両者が敵を倒すための思案をしている間、ボロボロで物陰にへたり込むテノスの元にティファルがやってきた。
「ちょっ……何でそんなボロボロなわけ?」
「……姉ちゃん……」
ティファルは虫の知らせとも呼ぶべき違和感を感じて今にも死にそうなテノスの元へとやって来た。
「……まんまと罠にハマっちまってさぁ……こんなギリギリなのインフルエンザに罹った時以来じゃねぇかな……」
「あ〜。あん時苦しそうだったもんね」
「……ははっ、人が苦しんでんのに姉ちゃん彼氏のとこに行ってたっけ?懐いなぁ〜……」
「仕方ないっしょ?約束だったし。てゆーか何?走馬灯みたいなん見てんじゃん。死んだらあんた妹コースよ?大丈夫??」
ジニオンが死んだ時、ロングマンの計らいで復活させてもらったはいいものの、神のイタズラで女へと転生させられていた。自分も死んだら性転換されるのかと思うとゾッとする。
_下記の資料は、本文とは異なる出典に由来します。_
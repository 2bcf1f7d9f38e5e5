use actix::prelude::*;
use std::collections::HashMap;
use actix::MessageResult;
use uuid::Uuid;
use log::{debug, info, warn};
use rand::rngs::StdRng;
use rand::{Rng, SeedableRng};
use std::time::{Duration, Instant};

use crate::config::game::TIMER_TICK_SECS;
use crate::config::server::SESSION_IDLE_TIMEOUT_SECS;
use crate::game::error::SessionError;
use crate::game::state::{FinishedRun, GameState};
use crate::game::types::GameMode;
use crate::ledger::SharedLedger;
use crate::server::game_session::session::GameSessionActor;
use crate::server::game_session::messages::{
    ClientWsMessage, GetState, IsPlayer, ProcessClientMessage, RegisterSession, ServerWsMessage,
    SessionClosed, UnregisterSession,
};

/// One single-player game, with any number of attached WebSocket viewers.
pub struct GameSession {
    pub game_id: Uuid,
    pub player_id: String,
    pub players: HashMap<Uuid, Addr<GameSessionActor>>,
    pub spectators: HashMap<Uuid, Addr<GameSessionActor>>,
    pub game_state: GameState,

    rng: StdRng,
    ledger: SharedLedger,
    last_activity: Instant,
    idle_timeout: Duration,
    manager: Option<Recipient<SessionClosed>>,
}

impl Actor for GameSession {
    type Context = Context<Self>;

    fn started(&mut self, ctx: &mut Self::Context) {
        ctx.run_interval(Duration::from_secs(TIMER_TICK_SECS), |act, ctx| {
            act.tick();
            act.stop_if_idle(ctx);
        });
    }

    fn stopped(&mut self, _ctx: &mut Self::Context) {
        if let Some(manager) = &self.manager {
            manager.do_send(SessionClosed { game_id: self.game_id });
        }
    }
}

impl GameSession {
    pub fn new(
        game_id: Uuid,
        player_id: String,
        game_state: GameState,
        rng: StdRng,
        ledger: SharedLedger,
    ) -> Self {
        Self {
            game_id,
            player_id,
            players: HashMap::new(),
            spectators: HashMap::new(),
            game_state,
            rng,
            ledger,
            last_activity: Instant::now(),
            idle_timeout: Duration::from_secs(SESSION_IDLE_TIMEOUT_SECS),
            manager: None,
        }
    }

    pub fn with_idle_timeout(mut self, idle_timeout: Duration) -> Self {
        self.idle_timeout = idle_timeout;
        self
    }

    /// Manager to notify when this session stops.
    pub fn with_manager(mut self, manager: Recipient<SessionClosed>) -> Self {
        self.manager = Some(manager);
        self
    }

    fn touch(&mut self) {
        self.last_activity = Instant::now();
    }

    fn stop_if_idle(&mut self, ctx: &mut Context<Self>) {
        let watched = !self.players.is_empty() || !self.spectators.is_empty();
        if watched || self.last_activity.elapsed() < self.idle_timeout {
            return;
        }
        info!(
            "[GameSession] Closing idle game_id={} after {}s",
            self.game_id,
            self.last_activity.elapsed().as_secs()
        );
        ctx.stop();
    }

    fn broadcast(&self, msg: ServerWsMessage) {
        for addr in self.players.values().chain(self.spectators.values()) {
            addr.do_send(msg.clone());
        }
    }

    pub fn send_state(&self) {
        debug!(
            "[GameSession] Broadcast GameState: game_id={} score={} elapsed={} status={:?}",
            self.game_id,
            self.game_state.score,
            self.game_state.elapsed_secs,
            self.game_state.status,
        );
        self.broadcast(ServerWsMessage::state(self.game_id, self.game_state.clone()));
    }

    fn tick(&mut self) {
        if !self.game_state.tick() {
            return;
        }
        if self.game_state.is_over() {
            info!(
                "[GameSession] Time is up: game_id={} score={} elapsed={}",
                self.game_id, self.game_state.score, self.game_state.elapsed_secs
            );
        }
        self.send_state();
    }

    fn submit_score(&mut self, ctx: &mut Context<Self>) -> Result<(), SessionError> {
        let run = self.game_state.begin_submission()?;
        info!(
            "[GameSession] Submitting score: game_id={} player={} score={} time={}",
            self.game_id, self.player_id, run.score, run.elapsed_secs
        );

        let ledger = self.ledger.clone();
        let player_id = self.player_id.clone();
        let fut = async move {
            let saved = ledger.write().await.save_score(&player_id, run.score, run.elapsed_secs);
            (run, saved)
        };
        ctx.spawn(fut.into_actor(self).map(|(run, saved), act, _ctx| {
            act.on_submission(run, saved.map_err(|e| e.to_string()));
        }));

        self.send_state();
        Ok(())
    }

    fn on_submission(&mut self, run: FinishedRun, result: Result<(), String>) {
        if !self.game_state.complete_submission(run.run, result.is_ok()) {
            debug!(
                "[GameSession] Ignoring submission answer for restarted run {} on game_id={}",
                run.run, self.game_id
            );
            return;
        }
        match result {
            Ok(()) => {
                info!("[GameSession] Score saved: game_id={} player={}", self.game_id, self.player_id);
                self.broadcast(ServerWsMessage::ScoreSaved(run));
            }
            Err(e) => {
                warn!("[GameSession] Score submission failed: game_id={} error={}", self.game_id, e);
                self.broadcast(ServerWsMessage::error(
                    "SUBMISSION_FAILED",
                    "Your score could not be saved. Please try again.",
                    Some(serde_json::json!({ "game_id": self.game_id, "reason": e })),
                ));
            }
        }
        self.send_state();
    }
}

impl Handler<ProcessClientMessage> for GameSession {
    type Result = Result<(), SessionError>;

    fn handle(&mut self, msg: ProcessClientMessage, ctx: &mut Context<Self>) -> Self::Result {
        if msg.player_id != self.player_id {
            warn!("[GameSession] Command from non-player {} ignored", msg.player_id);
            return Ok(());
        }
        self.touch();

        match msg.msg {
            ClientWsMessage::Move(direction) => {
                let outcome = self.game_state.apply_move(direction, &mut self.rng)?;
                if !outcome.changed {
                    return Ok(());
                }
                debug!(
                    "[GameSession] Move {} on game_id={} gained={} merges={}",
                    direction, self.game_id, outcome.gained_score, self.game_state.merged.count()
                );
                if outcome.game_over {
                    info!(
                        "[GameSession] Game over: game_id={} score={} max_tile={} elapsed={}",
                        self.game_id,
                        self.game_state.score,
                        self.game_state.grid.max_tile(),
                        self.game_state.elapsed_secs
                    );
                }
                self.send_state();
                Ok(())
            }
            ClientWsMessage::Restart => {
                self.game_state.reset(&mut self.rng);
                info!("[GameSession] Restarted game_id={}", self.game_id);
                self.send_state();
                Ok(())
            }
            ClientWsMessage::SubmitScore => self.submit_score(ctx),
            ClientWsMessage::Ping => Ok(()),
        }
    }
}

impl Handler<RegisterSession> for GameSession {
    type Result = ();

    fn handle(&mut self, msg: RegisterSession, _: &mut Context<Self>) -> Self::Result {
        self.touch();
        if msg.is_player {
            self.players.insert(msg.connection_id, msg.addr.clone());
        } else {
            self.spectators.insert(msg.connection_id, msg.addr.clone());
        }
        msg.addr.do_send(ServerWsMessage::state(self.game_id, self.game_state.clone()));
    }
}

impl Handler<UnregisterSession> for GameSession {
    type Result = ();

    fn handle(&mut self, msg: UnregisterSession, _: &mut Context<Self>) -> Self::Result {
        self.touch();
        self.players.remove(&msg.connection_id);
        self.spectators.remove(&msg.connection_id);
    }
}

impl Handler<GetState> for GameSession {
    type Result = MessageResult<GetState>;

    fn handle(&mut self, _: GetState, _: &mut Context<Self>) -> Self::Result {
        MessageResult(self.game_state.clone())
    }
}

impl Handler<IsPlayer> for GameSession {
    type Result = bool;

    fn handle(&mut self, msg: IsPlayer, _: &mut Context<Self>) -> Self::Result {
        self.player_id == msg.0
    }
}

pub struct GameSessionManager {
    sessions: HashMap<Uuid, Addr<GameSession>>,
    ledger: SharedLedger,
    idle_timeout: Duration,
}

#[derive(Message)]
#[rtype(result = "(Uuid, Addr<GameSession>)")]
pub struct CreateGame {
    pub player_id: String,
    pub mode: GameMode,
    pub best_score: u64,
}

impl GameSessionManager {
    pub fn new(ledger: SharedLedger) -> Self {
        Self {
            sessions: HashMap::new(),
            ledger,
            idle_timeout: Duration::from_secs(SESSION_IDLE_TIMEOUT_SECS),
        }
    }

    /// Idle timeout handed to every session created from now on.
    pub fn with_idle_timeout(mut self, idle_timeout: Duration) -> Self {
        self.idle_timeout = idle_timeout;
        self
    }

    pub fn create_game(
        &mut self,
        player_id: String,
        mode: GameMode,
        best_score: u64,
        manager: Recipient<SessionClosed>,
    ) -> (Uuid, Addr<GameSession>) {
        let game_id = Uuid::new_v4();
        let mut rng = StdRng::seed_from_u64(rand::rng().random());
        let game_state = GameState::new(mode, best_score, &mut rng);

        info!("[GameSessionManager] Created game_id={} mode={:?} player={}", game_id, mode, player_id);
        let session = GameSession::new(game_id, player_id, game_state, rng, self.ledger.clone())
            .with_idle_timeout(self.idle_timeout)
            .with_manager(manager)
            .start();

        self.sessions.insert(game_id, session.clone());
        (game_id, session)
    }
}

impl Actor for GameSessionManager {
    type Context = Context<Self>;
}

impl Handler<CreateGame> for GameSessionManager {
    type Result = MessageResult<CreateGame>;

    fn handle(&mut self, msg: CreateGame, ctx: &mut Context<Self>) -> Self::Result {
        let manager = ctx.address().recipient();
        MessageResult(self.create_game(msg.player_id, msg.mode, msg.best_score, manager))
    }
}

impl Handler<SessionClosed> for GameSessionManager {
    type Result = ();

    fn handle(&mut self, msg: SessionClosed, _: &mut Context<Self>) -> Self::Result {
        if self.sessions.remove(&msg.game_id).is_some() {
            info!("[GameSessionManager] Removed game_id={} ({} left)", msg.game_id, self.sessions.len());
        }
    }
}

#[derive(Message)]
#[rtype(result = "Result<Addr<GameSession>, String>")]
pub struct GetGameSession {
    pub game_id: Uuid,
}

impl Handler<GetGameSession> for GameSessionManager {
    type Result = Result<Addr<GameSession>, String>;

    fn handle(&mut self, msg: GetGameSession, _: &mut Context<Self>) -> Self::Result {
        self.sessions.get(&msg.game_id)
            .cloned()
            .ok_or_else(|| "Game session not found".to_string())
    }
}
「それなんだけどさ……そんな風に生き返されたくねーから、このまま死なせてくれねーかな……?」
「無理無理。あんたが死んだら誰をからかうのよ。それに唯一の血の繋がりを放っておくほどお姉ちゃん薄情じゃないから」
「全く……わがまま放題だよな……いっつも俺が我慢して……」
カクンッ
テノスは喋っている最中に力尽きた。その顔は眠るように静かな、安らかな表情だった。
「……ったく、安心してんじゃないよ。何でアタシがあんたを看取ってんの?順番逆じゃん。つっても悲しくないよ。すぐに生き返してあげるから……」
ティファルは鼻を啜りながら立ち上がる。
ズッ……
ティファルはジョーカーの戦いを見ながら自身のフェロモンを撒き散らす。
「先ずはこの戦いをとっとと終わらせて……ああ、その前に弟の仇を打たなきゃだね」
腰に下げた第二地獄”黒縄”を取り出して練り歩く。体の焦げ具合から炎で炙られたか、足の消し飛び方からして魔力砲にやられたか。はたまたその両方か。
ティファルの顔は怒りにまみれ、獰猛な野獣の如き殺気をフェロモンと共に漂わせていた。